## INSTRUCTIONS TO FOLLOW
Below are some records; return each one exactly.

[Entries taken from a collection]

******************************

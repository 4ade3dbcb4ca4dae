use super::{Id, Reference, Type, ValueMap};
use serde::{Serialize, Serializer};

/// A plain data value: what a field holds once it is encoded, and what the
/// store hands back on load.
#[derive(Debug, Default, Clone, PartialEq)]
pub enum Value {
    /// Null value
    #[default]
    Null,

    /// Boolean value
    Bool(bool),

    /// Signed 64-bit integer
    I64(i64),

    /// 64-bit float
    F64(f64),

    /// String value
    String(String),

    /// Identifier of a stored record
    Id(Id),

    /// Model-tagged identifier of a stored record
    Reference(Reference),

    /// A list of values
    List(Vec<Value>),

    /// A field-name keyed mapping
    Map(ValueMap),
}

impl Value {
    pub const fn null() -> Self {
        Self::Null
    }

    pub const fn is_null(&self) -> bool {
        matches!(self, Self::Null)
    }

    pub fn is_list(&self) -> bool {
        matches!(self, Self::List(_))
    }

    pub fn is_map(&self) -> bool {
        matches!(self, Self::Map(_))
    }

    pub fn as_str(&self) -> Option<&str> {
        match self {
            Self::String(v) => Some(v),
            _ => None,
        }
    }

    pub fn as_i64(&self) -> Option<i64> {
        match self {
            Self::I64(v) => Some(*v),
            _ => None,
        }
    }

    pub fn as_bool(&self) -> Option<bool> {
        match self {
            Self::Bool(v) => Some(*v),
            _ => None,
        }
    }

    pub fn as_id(&self) -> Option<Id> {
        match self {
            Self::Id(id) => Some(*id),
            _ => None,
        }
    }

    pub fn as_list(&self) -> Option<&[Value]> {
        match self {
            Self::List(items) => Some(items),
            _ => None,
        }
    }

    pub fn as_map(&self) -> Option<&ValueMap> {
        match self {
            Self::Map(map) => Some(map),
            _ => None,
        }
    }

    /// Returns true if the value can be stored in a scalar field of type `ty`.
    ///
    /// `Null` is a member of every type.
    pub fn is_a(&self, ty: &Type) -> bool {
        match self {
            Self::Null => true,
            Self::Bool(_) => ty.is_bool(),
            Self::I64(_) => ty.is_i64(),
            Self::F64(_) => ty.is_f64(),
            Self::String(_) => ty.is_string(),
            _ => false,
        }
    }

    /// A short name for the shape of the value, used in error messages.
    pub fn shape(&self) -> &'static str {
        match self {
            Self::Null => "null",
            Self::Bool(_) => "bool",
            Self::I64(_) => "integer",
            Self::F64(_) => "float",
            Self::String(_) => "string",
            Self::Id(_) => "identifier",
            Self::Reference(_) => "reference",
            Self::List(_) => "list",
            Self::Map(_) => "mapping",
        }
    }

    /// Encodes the value the way it travels in a change-set.
    pub fn to_json(&self) -> serde_json::Value {
        use serde_json::Value as Json;

        match self {
            Self::Null => Json::Null,
            Self::Bool(v) => Json::Bool(*v),
            Self::I64(v) => Json::from(*v),
            Self::F64(v) => Json::from(*v),
            Self::String(v) => Json::String(v.clone()),
            Self::Id(id) => Json::from(id.to_u64()),
            Self::Reference(reference) => Json::String(reference.to_string()),
            Self::List(items) => Json::Array(items.iter().map(Value::to_json).collect()),
            Self::Map(map) => map.to_json(),
        }
    }
}

impl Serialize for Value {
    fn serialize<S: Serializer>(&self, serializer: S) -> Result<S::Ok, S::Error> {
        self.to_json().serialize(serializer)
    }
}

impl From<bool> for Value {
    fn from(src: bool) -> Self {
        Self::Bool(src)
    }
}

impl From<i64> for Value {
    fn from(src: i64) -> Self {
        Self::I64(src)
    }
}

impl From<i32> for Value {
    fn from(src: i32) -> Self {
        Self::I64(src.into())
    }
}

impl From<f64> for Value {
    fn from(src: f64) -> Self {
        Self::F64(src)
    }
}

impl From<&str> for Value {
    fn from(src: &str) -> Self {
        Self::String(src.to_string())
    }
}

impl From<String> for Value {
    fn from(src: String) -> Self {
        Self::String(src)
    }
}

impl From<Id> for Value {
    fn from(src: Id) -> Self {
        Self::Id(src)
    }
}

impl From<Reference> for Value {
    fn from(src: Reference) -> Self {
        Self::Reference(src)
    }
}

impl From<ValueMap> for Value {
    fn from(src: ValueMap) -> Self {
        Self::Map(src)
    }
}

impl<T: Into<Value>> From<Vec<T>> for Value {
    fn from(src: Vec<T>) -> Self {
        Self::List(src.into_iter().map(Into::into).collect())
    }
}

impl<T: Into<Value>> From<Option<T>> for Value {
    fn from(src: Option<T>) -> Self {
        match src {
            Some(value) => value.into(),
            None => Self::Null,
        }
    }
}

******************************

## RESPONSE BELOW
repository 4ade3dbcb4ca4dae
use super::{Id, Reference, Type, ValueMap};
use serde::{Serialize, Serializer};

/// A plain data value: what a field holds once it is encoded, and what the
/// store hands back on load.
#[derive(Debug, Default, Clone, PartialEq)]
pub enum Value {
    /// Null value
    #[default]
    Null,

    /// Boolean value
    Bool(bool),

    /// Signed 64-bit integer
    I64(i64),

    /// 64-bit float
    F64(f64),

    /// String value
    String(String),

    /// Identifier of a stored record
    Id(Id),

    /// Model-tagged identifier of a stored record
    Reference(Reference),

    /// A list of values
    List(Vec<Value>),

    /// A field-name keyed mapping
    Map(ValueMap),
}

impl Value {
    pub const fn null() -> Self {
        Self::Null
    }

    pub const fn is_null(&self) -> bool {
        matches!(self, Self::Null)
    }

    pub fn is_list(&self) -> bool {
        matches!(self, Self::List(_))
    }

    pub fn is_map(&self) -> bool {
        matches!(self, Self::Map(_))
    }

    pub fn as_str(&self) -> Option<&str> {
        match self {
            Self::String(v) => Some(v),
            _ => None,
        }
    }

    pub fn as_i64(&self) -> Option<i64> {
        match self {
            Self::I64(v) => Some(*v),
            _ => None,
        }
    }

    pub fn as_bool(&self) -> Option<bool> {
        match self {
            Self::Bool(v) => Some(*v),
            _ => None,
        }
    }

    pub fn as_id(&self) -> Option<Id> {
        match self {
            Self::Id(id) => Some(*id),
            _ => None,
        }
    }

    pub fn as_list(&self) -> Option<&[Value]> {
        match self {
            Self::List(items) => Some(items),
            _ => None,
        }
    }

    pub fn as_map(&self) -> Option<&ValueMap> {
        match self {
            Self::Map(map) => Some(map),
            _ => None,
        }
    }

    /// Returns true if the value can be stored in a scalar field of type `ty`.
    ///
    /// `Null` is a member of every type.
    pub fn is_a(&self, ty: &Type) -> bool {
        match self {
            Self::Null => true,
            Self::Bool(_) => ty.is_bool(),
            Self::I64(_) => ty.is_i64(),
            Self::F64(_) => ty.is_f64(),
            Self::String(_) => ty.is_string(),
            _ => false,
        }
    }

    /// A short name for the shape of the value, used in error messages.
    pub fn shape(&self) -> &'static str {
        match self {
            Self::Null => "null",
            Self::Bool(_) => "bool",
            Self::I64(_) => "integer",
            Self::F64(_) => "float",
            Self::String(_) => "string",
            Self::Id(_) => "identifier",
            Self::Reference(_) => "reference",
            Self::List(_) => "list",
            Self::Map(_) => "mapping",
        }
    }

    /// Encodes the value the way it travels in a change-set.
    pub fn to_json(&self) -> serde_json::Value {
        use serde_json::Value as Json;

        match self {
            Self::Null => Json::Null,
            Self::Bool(v) => Json::Bool(*v),
            Self::I64(v) => Json::from(*v),
            Self::F64(v) => Json::from(*v),
            Self::String(v) => Json::String(v.clone()),
            Self::Id(id) => Json::from(id.to_u64()),
            Self::Reference(reference) => Json::String(reference.to_string()),
            Self::List(items) => Json::Array(items.iter().map(Value::to_json).collect()),
            Self::Map(map) => map.to_json(),
        }
    }
}

impl Serialize for Value {
    fn serialize<S: Serializer>(&self, serializer: S) -> Result<S::Ok, S::Error> {
        self.to_json().serialize(serializer)
    }
}

impl From<bool> for Value {
    fn from(src: bool) -> Self {
        Self::Bool(src)
    }
}

impl From<i64> for Value {
    fn from(src: i64) -> Self {
        Self::I64(src)
    }
}

impl From<i32> for Value {
    fn from(src: i32) -> Self {
        Self::I64(src.into())
    }
}

impl From<f64> for Value {
    fn from(src: f64) -> Self {
        Self::F64(src)
    }
}

impl From<&str> for Value {
    fn from(src: &str) -> Self {
        Self::String(src.to_string())
    }
}

impl From<String> for Value {
    fn from(src: String) -> Self {
        Self::String(src)
    }
}

impl From<Id> for Value {
    fn from(src: Id) -> Self {
        Self::Id(src)
    }
}

impl From<Reference> for Value {
    fn from(src: Reference) -> Self {
        Self::Reference(src)
    }
}

impl From<ValueMap> for Value {
    fn from(src: ValueMap) -> Self {
        Self::Map(src)
    }
}

impl<T: Into<Value>> From<Vec<T>> for Value {
    fn from(src: Vec<T>) -> Self {
        Self::List(src.into_iter().map(Into::into).collect())
    }
}

impl<T: Into<Value>> From<Option<T>> for Value {
    fn from(src: Option<T>) -> Self {
        match src {
            Some(value) => value.into(),
            None => Self::Null,
        }
    }
}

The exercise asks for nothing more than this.